Since the Howe twins represented a somewhat special case, I had agreed to see them, and more
particularly their father and legal guardian, in person. I took an Inter-City train from King's Cross to
Lynn, where a car awaited me to take me to Deepdale Staithe, a hamlet on the North Norfolk, coast. It
is a desolate part of the country. Civilization has scarcely obtained a foothold there, in all the centuries
these islands have been occupied. No doubt a permanently active east wind has much to do with this
state of affairs; only a moron would hesitate before fleeing to the nearest city.
The bleakest point along this stretch of coast is arguably L'Estrange Head, a natural feature lying
between the summer resorts of Hunstanton and Sheringham. It is neither a true headland nor a true island.
To determine its geographical status under law, one would have to decide whether its baffling system of
marshes, creaks and rivulets link it with or divide it from the mainland.

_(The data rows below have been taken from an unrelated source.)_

//! Unit tests for managed object convergence

#[cfg(test)]
mod tests {
    use std::collections::BTreeMap;
    use std::sync::Arc;

    use k8s_openapi::api::core::v1::ConfigMap;
    use k8s_openapi::apimachinery::pkg::apis::meta::v1::ObjectMeta;

    use cluster_store::{ManifestKind, ManifestObject, MockClusterStore};

    use crate::reconciler::apply::{kind_rank, reconcile_managed_objects, OwnedIndex};
    use crate::render::{Renderer, StackRenderer, StackValues};
    use crate::test_utils::make_stack;

    fn config_map(name: &str, value: &str) -> ManifestObject {
        ManifestObject::ConfigMap(ConfigMap {
            metadata: ObjectMeta {
                name: Some(name.to_string()),
                namespace: Some("default".to_string()),
                ..Default::default()
            },
            data: Some(BTreeMap::from([("key".to_string(), value.to_string())])),
            ..Default::default()
        })
    }

    fn rendered_set() -> (crds::TraceStack, Vec<ManifestObject>) {
        let stack = make_stack("demo", "default", serde_json::Value::Null);
        let values = StackValues::from_spec(&stack.spec).unwrap();
        let manifests = StackRenderer.render(&stack, &values).unwrap();
        (stack, manifests)
    }

    #[tokio::test]
    async fn repeated_apply_issues_no_mutating_calls() {
        let store = Arc::new(MockClusterStore::new());
        let (stack, manifests) = rendered_set();

        let first = reconcile_managed_objects(
            store.as_ref(),
            &stack,
            manifests.clone(),
            &OwnedIndex::new(),
        )
        .await
        .unwrap();
        assert_eq!(store.counts().creates, manifests.len() as u64);
        assert_eq!(first.len(), manifests.len());

        store.reset_counts();
        let second =
            reconcile_managed_objects(store.as_ref(), &stack, manifests, &first)
                .await
                .unwrap();
        assert_eq!(store.counts().mutations(), 0);
        assert_eq!(second, first);
    }

    #[tokio::test]
    async fn objects_leaving_the_desired_set_are_pruned() {
        let store = Arc::new(MockClusterStore::new());
        let stack = make_stack("demo", "default", serde_json::Value::Null);

        let previous = reconcile_managed_objects(
            store.as_ref(),
            &stack,
            vec![config_map("a", "1"), config_map("b", "1")],
            &OwnedIndex::new(),
        )
        .await
        .unwrap();
        let b_uid = store
            .object(ManifestKind::ConfigMap, "default", "b")
            .unwrap()
            .uid()
            .unwrap()
            .to_string();

        store.reset_counts();
        let index = reconcile_managed_objects(
            store.as_ref(),
            &stack,
            vec![config_map("b", "1"), config_map("c", "1")],
            &previous,
        )
        .await
        .unwrap();

        // A deleted, B untouched, C created.
        assert!(store.object(ManifestKind::ConfigMap, "default", "a").is_none());
        assert!(store.object(ManifestKind::ConfigMap, "default", "c").is_some());
        assert_eq!(store.counts().deletes, 1);
        assert_eq!(store.counts().creates, 1);
        assert_eq!(store.counts().updates, 0);
        assert!(index.contains_key(&b_uid));
        assert_eq!(index.len(), 2);
    }

    #[tokio::test]
    async fn changed_objects_are_updated_in_place() {
        let store = Arc::new(MockClusterStore::new());
        let stack = make_stack("demo", "default", serde_json::Value::Null);

        let previous = reconcile_managed_objects(
            store.as_ref(),
            &stack,
            vec![config_map("a", "1")],
            &OwnedIndex::new(),
        )
        .await
        .unwrap();

        store.reset_counts();
        reconcile_managed_objects(
            store.as_ref(),
            &stack,
            vec![config_map("a", "2")],
            &previous,
        )
        .await
        .unwrap();

        assert_eq!(store.counts().updates, 1);
        assert_eq!(store.counts().creates, 0);
        assert_eq!(store.counts().deletes, 0);
        let live = store
            .object(ManifestKind::ConfigMap, "default", "a")
            .unwrap();
        match live {
            ManifestObject::ConfigMap(cm) => {
                assert_eq!(cm.data.unwrap().get("key"), Some(&"2".to_string()));
            }
            other => panic!("unexpected kind {:?}", other.kind()),
        }
    }

    #[tokio::test]
    async fn applied_objects_carry_the_controller_owner_reference() {
        let store = Arc::new(MockClusterStore::new());
        let stack = make_stack("demo", "default", serde_json::Value::Null);

        reconcile_managed_objects(
            store.as_ref(),
            &stack,
            vec![config_map("a", "1")],
            &OwnedIndex::new(),
        )
        .await
        .unwrap();

        let live = store
            .object(ManifestKind::ConfigMap, "default", "a")
            .unwrap();
        let owners = live.metadata().owner_references.clone().unwrap();
        assert_eq!(owners.len(), 1);
        assert_eq!(owners[0].kind, "TraceStack");
        assert_eq!(owners[0].name, "demo");
        assert_eq!(owners[0].uid, "demo-uid");
        assert_eq!(owners[0].controller, Some(true));
    }

    #[test]
    fn apply_order_puts_configuration_before_workloads() {
        assert!(kind_rank(ManifestKind::ServiceAccount) < kind_rank(ManifestKind::ConfigMap));
        assert!(kind_rank(ManifestKind::ConfigMap) < kind_rank(ManifestKind::Secret));
        assert!(kind_rank(ManifestKind::Secret) < kind_rank(ManifestKind::StatefulSet));
        assert!(kind_rank(ManifestKind::StatefulSet) < kind_rank(ManifestKind::Deployment));
        assert!(kind_rank(ManifestKind::Deployment) < kind_rank(ManifestKind::Service));
        assert!(kind_rank(ManifestKind::Service) < kind_rank(ManifestKind::Ingress));
    }
}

There was not at that time, and I imagine there is still not, any way whereby one could drive a car on to
L'Estrange Head. The lanes which strike out towards the marshes from the Deepdale Staithe-Deepdale
Norton road, to wind across Deepdale Marsh and Overy Marshes, peter out in bog, or at embankments
built long ago to guard against the floods which perpetually harass this unfortunate coastline. One can
imagine that the entrenched attitudes of the locals is such that their initiative may run to dykes but never to
roadways.
Be that as it may, one chilly April day I found myself stuck in Deepdale Staithe for half-an-hour, while
my chauffeur persuaded a local man called Stebbings to take me by boat out to the Head, where the
Howe family had its residence.
Stebbings was what might be termed a character. He was a young man, still in his teens, not
unprepossessing, with a sandy sprout of beard and a habit of not quite looking you in the eye. He
handled his boat and its snorting engine nonchalantly. Throughout the whole trip, he insisted on talking to
me in the local dialect. I scarcely listened, so busy was I huddling in my coat and endeavouring to keep
warm. The wind came in chill off the North Sea.
We took a winding channel which, according to Stebbings, was called 'The Run'. The tide was low and
we progressed between mud banks for the first part of the way. So we got into the harbour and then
through more open stretches of water. The view all round was desolate in the extreme. I could make out
a couple of ruinous windmills standing above the expanses of reed and grass, then my eyes watered, and
I resigned myself to wait. The motion of the boat made me queasy.
At last, Stebbings - who had obliged me by naming every sort of bird which flew over - brought us to
the Head, to a beach which he called Cockle Bight. A short plank walk served as a jetty. He helped me
ashore.
"I hear you be a-going to buy they twins off of old Howe," he said.
"I suppose half of Deepdale Staithe knows my business, since there can be nothing else to talk about
here."
"A rotten bit of business it is, if you ask me."
"I was not asking you, Mr Stebbings, thank you all the same."
He said nothing to that, looking away from me. I asked him the way to the Howes' house and he pointed
to a low blob in the distance. A slight apprehension passed over me; I made him renew his promise to
return for me in two hours, before the incoming tide could prove too formidable an obstacle for his
engine. He then swung his boat about and headed back to the Staithe with a cheery wave to me. I was
left standing on my own.
The Head was a solitary place, built of shingle and sand, sparsely covered by vegetation, open to
whatever weather the heavens chose to deliver. It was hard to imagine why anyone should wish to live
here - but imagining was not my trade. Business brought me here; business would take me away again.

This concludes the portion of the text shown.